I was surprised (and darn lucky) to find your posting on William Mers, as I am researching the “Elm Creek Station Incident.”
Mers, as you note, was killed by hostile Indians in Nebraska Territory. This was on the open prairie, about two miles east of the Elm Creek stage station along the Little Blue River and near present-day Ayer, Nebraska.
What may be of interest is that all 15 soldiers in the party were unarmed and defenseless, probably (clearly?) due to a military screw up. However, there is no record of anyone being punished for sending them into potentially hostile territory without arms. The band of Indians and their tribe were never positively identified. Suspicion initially fell on the Pawnee, but further investigation at the time appears to have eliminated that possibility. I suspect Cheyenne or Sioux since they were active in the area during the 1865 outbreak.
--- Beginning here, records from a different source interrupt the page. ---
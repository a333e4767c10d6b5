// Contao - front-end rendering core for the Contao CMS
// Copyright (C) 2025 Contao Project Contributors
//
// This program is free software: you can redistribute it and/or modify
// it under the terms of the GNU Affero General Public License as
// published by the Free Software Foundation, either version 3 of the
// License, or (at your option) any later version.
//
// This program is distributed in the hope that it will be useful,
// but WITHOUT ANY WARRANTY; without even the implied warranty of
// MERCHANTABILITY or FITNESS FOR A PARTICULAR PURPOSE.  See the
// GNU Affero General Public License for more details.
//
// You should have received a copy of the GNU Affero General Public License
// along with this program.  If not, see <https://www.gnu.org/licenses/>.

use anyhow::Result;
use async_trait::async_trait;
use contao_core::models::module_config::ModuleConfig;
use contao_core::utils::html::escape_html;

use super::{FrontendModule, ModuleOutcome};
use crate::render::{FrontendTemplate, RenderContext};

/// Custom HTML, output as is. The back end shows the source code instead.
pub struct HtmlModule;

#[async_trait]
impl FrontendModule for HtmlModule {
    fn template(&self) -> &'static str {
        "mod_html"
    }

    fn backend_output(&self, config: &ModuleConfig) -> Option<String> {
        Some(format!("<pre>{}</pre>", escape_html(config.html())))
    }

    async fn compile(
        &self,
        _ctx: &RenderContext<'_>,
        config: &ModuleConfig,
        template: &mut FrontendTemplate,
    ) -> Result<ModuleOutcome> {
        template.set("html", config.html());
        Ok(ModuleOutcome::Render)
    }
}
Working with the Adams County, Nebraska, Historical Society staff, we may have located Megs’ grave and that of the other Galvanized Yankee killed, near where Elm Creek Station was located. The other unlucky soldier was Rinaldo Hedges, also of Company C, Third U.S. Volunteers.
A few side notes:
Captain Rathbun, who enlisted Mers, accompanied Lincoln to Ford’s Theater and was in the box when the President was shot.
Another Galvanized Yankee, private John W. Twyman of Company H, Third U. S. Volunteers, was scalped while still alive, later found his scalp, put it in a jar of water and tried to find someone to reattach it. He wasn’t successful.
So far research has shown that all of the Galvanized Yankees were returning from the hospital in Leavenworth; while all the Yankees were returning from their courts martial for desertion, sentence to be served at Fort Kearney. Interesting.
Dee Brown in Galvanized Yankees (Lincoln: University of Nebraska, 1986) pages 23-25, provides an excellent account of the incident.
Official Records, Series 1, Vol. 48, Part 1, pages 280-284, contains accounts of a few of the survivors.